Directions:
What you return must be every line from the beginning of the data through the line holding "RDMA write the", unchanged.

[Stored items]
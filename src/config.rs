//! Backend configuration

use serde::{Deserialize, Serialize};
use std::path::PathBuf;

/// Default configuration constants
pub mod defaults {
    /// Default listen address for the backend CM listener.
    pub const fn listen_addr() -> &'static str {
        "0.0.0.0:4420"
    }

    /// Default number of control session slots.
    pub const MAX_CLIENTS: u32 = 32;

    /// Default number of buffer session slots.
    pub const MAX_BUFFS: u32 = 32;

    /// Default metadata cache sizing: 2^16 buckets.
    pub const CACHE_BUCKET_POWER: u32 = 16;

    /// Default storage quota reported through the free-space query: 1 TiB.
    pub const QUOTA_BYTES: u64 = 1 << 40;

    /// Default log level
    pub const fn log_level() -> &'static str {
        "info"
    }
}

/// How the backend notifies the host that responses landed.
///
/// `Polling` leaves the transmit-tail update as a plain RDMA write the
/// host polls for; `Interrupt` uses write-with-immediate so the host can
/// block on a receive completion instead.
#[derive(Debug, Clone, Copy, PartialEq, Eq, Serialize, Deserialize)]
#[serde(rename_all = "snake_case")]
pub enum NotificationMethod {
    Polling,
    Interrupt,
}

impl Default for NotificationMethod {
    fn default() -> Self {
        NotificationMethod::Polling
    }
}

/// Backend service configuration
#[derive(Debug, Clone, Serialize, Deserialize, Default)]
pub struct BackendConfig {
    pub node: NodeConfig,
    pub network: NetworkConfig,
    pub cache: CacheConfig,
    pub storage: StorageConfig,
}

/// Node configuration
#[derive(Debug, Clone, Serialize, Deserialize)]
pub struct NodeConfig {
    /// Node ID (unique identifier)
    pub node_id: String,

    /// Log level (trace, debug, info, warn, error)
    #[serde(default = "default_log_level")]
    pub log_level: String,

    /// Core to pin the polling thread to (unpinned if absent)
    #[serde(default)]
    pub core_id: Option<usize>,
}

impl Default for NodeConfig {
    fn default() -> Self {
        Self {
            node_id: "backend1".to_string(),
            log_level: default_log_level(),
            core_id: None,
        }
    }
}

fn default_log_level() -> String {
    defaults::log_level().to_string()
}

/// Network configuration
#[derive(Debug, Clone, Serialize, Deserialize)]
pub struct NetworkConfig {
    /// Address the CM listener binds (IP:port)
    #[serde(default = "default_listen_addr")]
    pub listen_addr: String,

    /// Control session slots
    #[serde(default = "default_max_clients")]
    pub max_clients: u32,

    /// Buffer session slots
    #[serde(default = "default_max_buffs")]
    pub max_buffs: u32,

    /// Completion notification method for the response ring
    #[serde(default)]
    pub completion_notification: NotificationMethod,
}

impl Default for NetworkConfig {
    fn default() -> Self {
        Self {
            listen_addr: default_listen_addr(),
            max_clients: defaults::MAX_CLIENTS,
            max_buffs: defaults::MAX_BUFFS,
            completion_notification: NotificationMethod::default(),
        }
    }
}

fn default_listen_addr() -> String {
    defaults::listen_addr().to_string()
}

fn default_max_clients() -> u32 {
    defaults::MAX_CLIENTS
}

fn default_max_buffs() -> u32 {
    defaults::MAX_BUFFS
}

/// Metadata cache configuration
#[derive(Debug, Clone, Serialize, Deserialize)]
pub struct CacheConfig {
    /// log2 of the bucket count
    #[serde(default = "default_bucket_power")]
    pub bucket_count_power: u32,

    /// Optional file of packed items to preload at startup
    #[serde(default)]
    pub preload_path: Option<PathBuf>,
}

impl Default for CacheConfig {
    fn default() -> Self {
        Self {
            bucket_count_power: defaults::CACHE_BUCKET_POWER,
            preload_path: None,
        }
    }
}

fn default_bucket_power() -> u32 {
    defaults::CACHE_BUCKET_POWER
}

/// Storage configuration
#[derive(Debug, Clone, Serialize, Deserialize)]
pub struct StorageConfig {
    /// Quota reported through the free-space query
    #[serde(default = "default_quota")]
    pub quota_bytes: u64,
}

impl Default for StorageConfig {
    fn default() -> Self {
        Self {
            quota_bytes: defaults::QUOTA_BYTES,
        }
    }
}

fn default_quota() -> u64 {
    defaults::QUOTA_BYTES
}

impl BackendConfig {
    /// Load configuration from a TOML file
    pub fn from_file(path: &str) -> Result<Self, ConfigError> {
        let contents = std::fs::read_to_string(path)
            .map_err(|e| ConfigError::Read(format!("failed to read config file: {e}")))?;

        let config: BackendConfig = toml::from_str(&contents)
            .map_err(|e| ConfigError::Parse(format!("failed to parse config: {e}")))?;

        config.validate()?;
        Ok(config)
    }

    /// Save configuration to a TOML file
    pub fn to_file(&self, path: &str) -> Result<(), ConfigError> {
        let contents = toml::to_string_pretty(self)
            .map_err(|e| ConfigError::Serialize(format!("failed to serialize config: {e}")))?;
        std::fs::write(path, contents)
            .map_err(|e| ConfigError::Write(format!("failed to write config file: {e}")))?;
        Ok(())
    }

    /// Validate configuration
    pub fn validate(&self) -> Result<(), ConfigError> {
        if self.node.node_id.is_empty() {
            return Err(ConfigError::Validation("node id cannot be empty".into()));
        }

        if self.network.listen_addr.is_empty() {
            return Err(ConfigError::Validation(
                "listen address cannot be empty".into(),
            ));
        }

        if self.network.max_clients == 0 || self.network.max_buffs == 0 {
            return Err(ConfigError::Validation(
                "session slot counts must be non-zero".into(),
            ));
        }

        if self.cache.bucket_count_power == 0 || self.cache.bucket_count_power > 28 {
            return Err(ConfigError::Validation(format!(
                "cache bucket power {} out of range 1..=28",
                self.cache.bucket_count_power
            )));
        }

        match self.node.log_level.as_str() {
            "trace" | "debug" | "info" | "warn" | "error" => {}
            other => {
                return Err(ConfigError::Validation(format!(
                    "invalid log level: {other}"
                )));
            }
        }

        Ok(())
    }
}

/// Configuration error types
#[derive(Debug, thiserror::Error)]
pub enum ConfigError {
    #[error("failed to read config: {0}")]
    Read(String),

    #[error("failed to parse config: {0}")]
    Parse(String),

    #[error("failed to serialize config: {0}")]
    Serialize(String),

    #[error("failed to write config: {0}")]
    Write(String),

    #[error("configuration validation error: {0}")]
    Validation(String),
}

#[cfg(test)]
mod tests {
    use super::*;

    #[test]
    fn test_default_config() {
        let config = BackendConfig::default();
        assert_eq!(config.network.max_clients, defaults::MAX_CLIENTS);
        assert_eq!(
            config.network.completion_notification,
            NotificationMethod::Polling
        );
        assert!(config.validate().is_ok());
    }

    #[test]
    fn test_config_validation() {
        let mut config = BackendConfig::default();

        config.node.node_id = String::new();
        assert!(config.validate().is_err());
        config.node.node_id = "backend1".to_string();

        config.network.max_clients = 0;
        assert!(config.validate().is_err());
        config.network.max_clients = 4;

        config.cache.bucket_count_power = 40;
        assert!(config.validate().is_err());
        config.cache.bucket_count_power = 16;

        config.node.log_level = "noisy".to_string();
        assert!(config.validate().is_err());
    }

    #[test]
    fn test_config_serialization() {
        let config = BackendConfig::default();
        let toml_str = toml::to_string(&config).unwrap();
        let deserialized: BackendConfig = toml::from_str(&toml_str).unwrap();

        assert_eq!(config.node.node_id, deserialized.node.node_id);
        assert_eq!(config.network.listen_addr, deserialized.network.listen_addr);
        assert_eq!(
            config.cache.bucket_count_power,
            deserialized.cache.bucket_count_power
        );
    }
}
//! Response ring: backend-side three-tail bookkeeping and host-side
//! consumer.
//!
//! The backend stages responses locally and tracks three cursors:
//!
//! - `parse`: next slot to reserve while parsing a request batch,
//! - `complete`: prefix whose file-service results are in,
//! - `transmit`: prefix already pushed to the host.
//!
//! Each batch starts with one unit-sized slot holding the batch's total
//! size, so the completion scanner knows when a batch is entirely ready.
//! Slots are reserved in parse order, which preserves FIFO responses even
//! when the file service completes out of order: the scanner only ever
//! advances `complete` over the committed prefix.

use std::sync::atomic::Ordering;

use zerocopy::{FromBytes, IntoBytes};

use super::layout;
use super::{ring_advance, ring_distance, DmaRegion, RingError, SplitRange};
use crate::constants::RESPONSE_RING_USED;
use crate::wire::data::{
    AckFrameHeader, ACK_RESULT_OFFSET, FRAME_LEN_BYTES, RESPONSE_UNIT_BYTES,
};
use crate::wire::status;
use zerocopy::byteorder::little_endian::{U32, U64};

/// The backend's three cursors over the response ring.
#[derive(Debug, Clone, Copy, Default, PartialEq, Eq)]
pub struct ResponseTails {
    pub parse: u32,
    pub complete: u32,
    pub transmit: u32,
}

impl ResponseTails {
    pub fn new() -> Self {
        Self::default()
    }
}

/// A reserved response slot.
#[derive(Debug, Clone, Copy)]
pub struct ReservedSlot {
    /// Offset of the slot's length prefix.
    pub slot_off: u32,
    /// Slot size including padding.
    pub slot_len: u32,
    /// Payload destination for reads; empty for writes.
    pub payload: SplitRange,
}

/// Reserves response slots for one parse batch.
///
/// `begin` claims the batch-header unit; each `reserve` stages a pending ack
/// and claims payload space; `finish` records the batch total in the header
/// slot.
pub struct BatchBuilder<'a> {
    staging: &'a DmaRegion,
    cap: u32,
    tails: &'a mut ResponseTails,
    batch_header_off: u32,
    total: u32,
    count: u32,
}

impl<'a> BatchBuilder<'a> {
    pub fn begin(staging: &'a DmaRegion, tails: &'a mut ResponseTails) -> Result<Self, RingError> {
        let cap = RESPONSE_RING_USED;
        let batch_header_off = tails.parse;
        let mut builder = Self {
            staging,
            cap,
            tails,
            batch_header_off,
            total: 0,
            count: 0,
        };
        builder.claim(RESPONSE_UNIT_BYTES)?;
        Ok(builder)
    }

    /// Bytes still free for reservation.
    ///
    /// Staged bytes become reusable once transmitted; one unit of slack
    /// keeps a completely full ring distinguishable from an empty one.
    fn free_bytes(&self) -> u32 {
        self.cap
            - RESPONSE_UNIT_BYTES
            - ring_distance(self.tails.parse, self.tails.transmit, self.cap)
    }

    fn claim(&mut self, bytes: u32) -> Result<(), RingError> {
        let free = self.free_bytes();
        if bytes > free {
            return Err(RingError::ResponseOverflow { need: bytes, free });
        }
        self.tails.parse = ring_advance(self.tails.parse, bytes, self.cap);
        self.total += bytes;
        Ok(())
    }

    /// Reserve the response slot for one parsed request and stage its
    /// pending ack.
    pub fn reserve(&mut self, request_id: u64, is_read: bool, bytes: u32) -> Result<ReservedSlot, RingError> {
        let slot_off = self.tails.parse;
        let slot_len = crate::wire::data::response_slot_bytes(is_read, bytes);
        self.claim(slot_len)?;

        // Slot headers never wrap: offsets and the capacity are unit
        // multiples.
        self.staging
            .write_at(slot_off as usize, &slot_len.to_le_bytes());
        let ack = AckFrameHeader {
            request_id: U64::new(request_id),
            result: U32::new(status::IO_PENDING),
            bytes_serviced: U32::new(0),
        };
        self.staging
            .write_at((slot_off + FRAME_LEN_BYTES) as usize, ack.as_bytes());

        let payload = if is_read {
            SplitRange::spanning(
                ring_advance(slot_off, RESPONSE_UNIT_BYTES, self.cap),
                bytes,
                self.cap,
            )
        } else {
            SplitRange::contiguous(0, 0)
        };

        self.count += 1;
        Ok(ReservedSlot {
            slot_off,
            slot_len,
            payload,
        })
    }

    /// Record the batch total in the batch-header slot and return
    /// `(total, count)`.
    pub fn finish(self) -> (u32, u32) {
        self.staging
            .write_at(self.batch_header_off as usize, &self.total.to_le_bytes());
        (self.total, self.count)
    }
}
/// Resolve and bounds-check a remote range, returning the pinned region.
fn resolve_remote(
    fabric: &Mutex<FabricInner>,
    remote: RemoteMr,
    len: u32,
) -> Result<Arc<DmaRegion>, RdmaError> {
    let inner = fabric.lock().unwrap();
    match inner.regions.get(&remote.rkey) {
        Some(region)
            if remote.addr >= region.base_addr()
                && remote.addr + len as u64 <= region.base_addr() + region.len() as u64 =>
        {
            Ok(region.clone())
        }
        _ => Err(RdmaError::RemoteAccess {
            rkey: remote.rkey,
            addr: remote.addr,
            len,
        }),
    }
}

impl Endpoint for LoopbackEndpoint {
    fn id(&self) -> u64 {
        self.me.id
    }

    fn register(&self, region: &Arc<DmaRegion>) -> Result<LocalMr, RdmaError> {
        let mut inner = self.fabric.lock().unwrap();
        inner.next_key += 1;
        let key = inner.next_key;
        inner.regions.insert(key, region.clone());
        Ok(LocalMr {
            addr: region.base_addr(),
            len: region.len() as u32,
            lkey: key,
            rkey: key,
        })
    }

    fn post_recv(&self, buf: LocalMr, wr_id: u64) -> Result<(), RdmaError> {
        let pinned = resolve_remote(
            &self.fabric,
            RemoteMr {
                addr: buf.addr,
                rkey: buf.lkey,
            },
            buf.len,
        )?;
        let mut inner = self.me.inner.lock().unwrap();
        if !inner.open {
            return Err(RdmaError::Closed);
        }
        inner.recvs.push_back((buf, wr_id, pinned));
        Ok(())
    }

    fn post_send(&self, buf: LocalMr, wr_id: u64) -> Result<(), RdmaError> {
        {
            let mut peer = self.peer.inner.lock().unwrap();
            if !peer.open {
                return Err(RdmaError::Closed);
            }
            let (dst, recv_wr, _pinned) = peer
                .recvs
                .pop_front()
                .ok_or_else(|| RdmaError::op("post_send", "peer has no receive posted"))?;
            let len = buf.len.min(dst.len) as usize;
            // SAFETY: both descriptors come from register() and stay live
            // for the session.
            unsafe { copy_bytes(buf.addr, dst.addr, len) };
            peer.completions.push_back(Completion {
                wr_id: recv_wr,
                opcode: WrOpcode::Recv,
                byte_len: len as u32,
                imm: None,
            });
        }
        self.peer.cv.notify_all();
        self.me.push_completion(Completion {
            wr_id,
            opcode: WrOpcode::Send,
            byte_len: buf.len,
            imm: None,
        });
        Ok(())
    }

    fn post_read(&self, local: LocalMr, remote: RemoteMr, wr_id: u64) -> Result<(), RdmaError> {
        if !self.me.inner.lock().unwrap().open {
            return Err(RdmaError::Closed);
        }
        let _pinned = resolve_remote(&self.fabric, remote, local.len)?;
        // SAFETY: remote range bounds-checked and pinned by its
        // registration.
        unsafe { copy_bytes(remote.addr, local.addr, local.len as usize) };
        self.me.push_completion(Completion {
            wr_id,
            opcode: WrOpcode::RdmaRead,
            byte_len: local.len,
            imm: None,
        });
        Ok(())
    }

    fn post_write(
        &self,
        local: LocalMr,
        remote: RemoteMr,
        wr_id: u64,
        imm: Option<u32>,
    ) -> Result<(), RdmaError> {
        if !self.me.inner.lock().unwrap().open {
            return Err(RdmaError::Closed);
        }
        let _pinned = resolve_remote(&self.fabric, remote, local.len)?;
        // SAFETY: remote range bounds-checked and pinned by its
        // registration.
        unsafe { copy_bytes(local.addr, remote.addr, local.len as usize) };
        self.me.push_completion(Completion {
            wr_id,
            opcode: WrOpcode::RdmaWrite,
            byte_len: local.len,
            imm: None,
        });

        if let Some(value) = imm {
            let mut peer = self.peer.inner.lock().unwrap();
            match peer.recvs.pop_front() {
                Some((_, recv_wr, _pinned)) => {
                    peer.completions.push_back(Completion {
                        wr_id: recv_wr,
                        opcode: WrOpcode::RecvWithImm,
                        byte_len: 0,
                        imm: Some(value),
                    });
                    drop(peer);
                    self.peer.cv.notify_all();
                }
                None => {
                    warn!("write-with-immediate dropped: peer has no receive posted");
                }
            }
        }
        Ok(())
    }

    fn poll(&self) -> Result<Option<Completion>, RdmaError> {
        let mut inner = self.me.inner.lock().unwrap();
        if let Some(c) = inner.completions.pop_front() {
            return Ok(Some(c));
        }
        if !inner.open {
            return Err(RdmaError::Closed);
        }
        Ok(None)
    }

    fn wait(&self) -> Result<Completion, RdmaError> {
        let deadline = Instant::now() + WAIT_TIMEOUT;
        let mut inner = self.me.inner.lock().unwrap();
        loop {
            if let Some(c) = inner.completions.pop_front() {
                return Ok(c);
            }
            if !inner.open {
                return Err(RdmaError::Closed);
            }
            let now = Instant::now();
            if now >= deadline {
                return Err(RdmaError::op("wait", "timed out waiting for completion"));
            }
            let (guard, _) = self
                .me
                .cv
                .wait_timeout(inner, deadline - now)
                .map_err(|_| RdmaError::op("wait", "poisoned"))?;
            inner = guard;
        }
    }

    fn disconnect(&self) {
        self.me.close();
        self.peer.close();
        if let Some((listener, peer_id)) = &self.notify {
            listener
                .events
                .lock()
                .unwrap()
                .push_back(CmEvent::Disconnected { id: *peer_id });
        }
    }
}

Result:
filename src/config.rs
//! Backend configuration

use serde::{Deserialize, Serialize};
use std::path::PathBuf;

/// Default configuration constants
pub mod defaults {
    /// Default listen address for the backend CM listener.
    pub const fn listen_addr() -> &'static str {
        "0.0.0.0:4420"
    }

    /// Default number of control session slots.
    pub const MAX_CLIENTS: u32 = 32;

    /// Default number of buffer session slots.
    pub const MAX_BUFFS: u32 = 32;

    /// Default metadata cache sizing: 2^16 buckets.
    pub const CACHE_BUCKET_POWER: u32 = 16;

    /// Default storage quota reported through the free-space query: 1 TiB.
    pub const QUOTA_BYTES: u64 = 1 << 40;

    /// Default log level
    pub const fn log_level() -> &'static str {
        "info"
    }
}

/// How the backend notifies the host that responses landed.
///
/// `Polling` leaves the transmit-tail update as a plain RDMA write the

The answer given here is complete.